- Intro screen of PC-Write version 2.5 localized in Greek. PC-Write was the de facto word processor in many branches of the Greek public sector in the early 1990s.
- Original author: Bob Wallace
- Initial release: early 1983; 43 years ago
- Operating system: DOS
- Type: Word processor
- License: Shareware

= PC-Write =

Early word processing shareware

PC-Write is a computer word processor and was one of the first three widely popular software products sold via shareware. It was originally written by Bob Wallace in early 1983.

==Overview==
PC-Write is a modeless editor for MsDOS, using control characters and special function keys to perform various editing operations. By default it accepts many of the same control key commands as WordStar while adding many additional features. It can produce plain ASCII text files, but there are also features that embed control characters in a document to support automatic section renumbering, bold and italic fonts, and other capabilities. A feature that is useful in list processing (as used in AutoLISP) is its ability to find matching open and closed parenthesis "( )"; this matching operation also works for other paired characters: { }, [ ] and < >.

Lines beginning with particular control characters, a period (.), or both contain commands that are evaluated when the document is printed, e.g. to specify margin sizes, select elite or pica type, or to specify the number of lines of text that would fit on a page.

PC-Write's implementation of free-form editing can copy and paste a block of text anywhere. For instance, if one has a block of information, one per line, in the format Name (spaces) Address, one can highlight only the addresses section and paste that into the right-hand part of a page.

While Quicksoft distributed copies of PC-Write for $10, the company encouraged users to make copies of the program for others in an early example of shareware. Quicksoft asked those who liked PC-Write to send it $75, in return for which they would provide a printed manual (notable for its many pictures of cats, drawn by Megan Dana-Wallace), telephone technical support, source code, and a registration number for the user to enter into their copy of the program. If another person paid the $75 to register a copy of an already-registered copy, the company would pay a $25 commission back to the original registrant (and issue a new number to the new buyer), providing a financial incentive for users to distribute and promote the software.
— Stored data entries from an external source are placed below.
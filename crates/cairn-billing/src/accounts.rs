//! Subject and caller funding accounts.
//!
//! Each balance lives in a sharded concurrent map. A debit holds the key's
//! entry guard across the sufficiency check and the subtraction, so two
//! concurrent charges against one nearly empty account cannot both pass.
//! Missing accounts have a balance of zero.

use cairn_types::{Balance, CallerId, SubjectId};
use dashmap::DashMap;

use crate::{FundingError, Result};

/// Balances for subject and caller accounts.
#[derive(Debug, Default)]
pub struct AccountBook {
    subjects: DashMap<SubjectId, Balance>,
    callers: DashMap<CallerId, Balance>,
}

impl AccountBook {
    pub fn new() -> Self {
        Self::default()
    }

    pub fn subject_balance(&self, subject_id: SubjectId) -> Balance {
        self.subjects.get(&subject_id).map(|b| *b).unwrap_or(0)
    }

    pub fn caller_balance(&self, caller: &CallerId) -> Balance {
        self.callers.get(caller).map(|b| *b).unwrap_or(0)
    }

    /// Debit `amount` if the subject can cover it. Returns the new balance.
    pub fn try_debit_subject(&self, subject_id: SubjectId, amount: Balance) -> Option<Balance> {
        let mut balance = self.subjects.get_mut(&subject_id)?;
        if *balance < amount {
            return None;
        }
        *balance -= amount;
        Some(*balance)
    }

    /// Debit `amount` if the caller can cover it. Returns the new balance.
    pub fn try_debit_caller(&self, caller: &CallerId, amount: Balance) -> Option<Balance> {
        let mut balance = self.callers.get_mut(caller)?;
        if *balance < amount {
            return None;
        }
        *balance -= amount;
        Some(*balance)
    }

    /// Fee-routing entry point. Not used by the funding cascade.
    pub fn credit_subject(&self, subject_id: SubjectId, amount: Balance) -> Result<Balance> {
        let mut balance = self.subjects.entry(subject_id).or_insert(0);
        *balance = balance.checked_add(amount).ok_or(FundingError::Overflow)?;
        Ok(*balance)
    }

    /// Fee-routing entry point. Not used by the funding cascade.
    pub fn credit_caller(&self, caller: &CallerId, amount: Balance) -> Result<Balance> {
        let mut balance = self.callers.entry(caller.clone()).or_insert(0);
        *balance = balance.checked_add(amount).ok_or(FundingError::Overflow)?;
        Ok(*balance)
    }

    /// Load a persisted subject balance, replacing any in-memory value.
    pub fn restore_subject(&self, subject_id: SubjectId, balance: Balance) {
        self.subjects.insert(subject_id, balance);
    }

    /// Load a persisted caller balance, replacing any in-memory value.
    pub fn restore_caller(&self, caller: CallerId, balance: Balance) {
        self.callers.insert(caller, balance);
    }
}

#[cfg(test)]
mod tests {
    use std::sync::Arc;

    use super::*;

    fn alice() -> CallerId {
        CallerId::new("alice").expect("caller")
    }

    #[test]
    fn test_missing_account_is_empty() {
        let book = AccountBook::new();
        assert_eq!(book.subject_balance(1), 0);
        assert_eq!(book.caller_balance(&alice()), 0);
        assert_eq!(book.try_debit_subject(1, 1), None);
        assert_eq!(book.try_debit_caller(&alice(), 1), None);
    }

    #[test]
    fn test_debit_exact_balance() {
        let book = AccountBook::new();
        book.credit_subject(7, 50).expect("credit");
        assert_eq!(book.try_debit_subject(7, 50), Some(0));
        assert_eq!(book.try_debit_subject(7, 1), None);
    }

    #[test]
    fn test_insufficient_debit_leaves_balance() {
        let book = AccountBook::new();
        book.credit_caller(&alice(), 10).expect("credit");
        assert_eq!(book.try_debit_caller(&alice(), 11), None);
        assert_eq!(book.caller_balance(&alice()), 10);
    }

    #[test]
    fn test_credit_overflow_rejected() {
        let book = AccountBook::new();
        book.restore_subject(3, Balance::MAX);
        assert_eq!(book.credit_subject(3, 1), Err(FundingError::Overflow));
        assert_eq!(book.subject_balance(3), Balance::MAX);
    }

    #[test]
    fn test_concurrent_debits_never_overdraw() {
        let book = Arc::new(AccountBook::new());
        book.credit_subject(1, 100).expect("credit");

        let handles: Vec<_> = (0..16)
            .map(|_| {
                let book = book.clone();
                std::thread::spawn(move || {
                    (0..10).filter(|_| book.try_debit_subject(1, 3).is_some()).count()
                })
            })
            .collect();

        let successes: usize = handles
            .into_iter()
            .map(|h| h.join().expect("thread"))
            .sum();
        assert_eq!(successes, 33);
        assert_eq!(book.subject_balance(1), 1);
    }
}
In later versions, registered copies would include a thesaurus.

A configuration file allows customization, including remapping the keyboard. In addition, there is vocabulary available in other languages, such as in German. Utilities are provided to convert PC-Write files to and from other contemporary file formats.

One limitation of the software is its inability to print directly from memory; because the print function was a separate subprogram, a document must be saved to a file before it can be printed.

PC-Write was reportedly still selling well in 1988, with more than 27,000 registered users paying $1.5 million a year. Bob Wallace found that running Quicksoft used so much of his time he could not improve the PC-Write software. In early 1991, he sold the firm to another Microsoft alumnus, Leo Nikora, the original product manager for Windows 1.0 (1983–1985). Wallace returned to full programming and an updated version of PC-Write was released in June 1991.

As the software market shifted to Microsoft Windows-based software, demand for MsDOS software all but disappeared. Quicksoft went out of business in 1993.

The first Trojan horse malware (appearing in 1986), PC-Write Trojan, masqueraded as "version 2.72" of the shareware word processor PC-Write. Quicksoft did not release a version 2.72.

PC-Write had one of the first "as you type", in "real-time mode" spell checker; earlier spell checkers only worked in "batch mode".

The Brown Bag Word Processor is based on PC-Write's source code, licensed by Brown Bag Software,
with some minor modifications.

==Reception==
A 1988 PC Magazine reader survey found that 6% used PC-Write, tied for fifth with DisplayWrite 4 among word processors.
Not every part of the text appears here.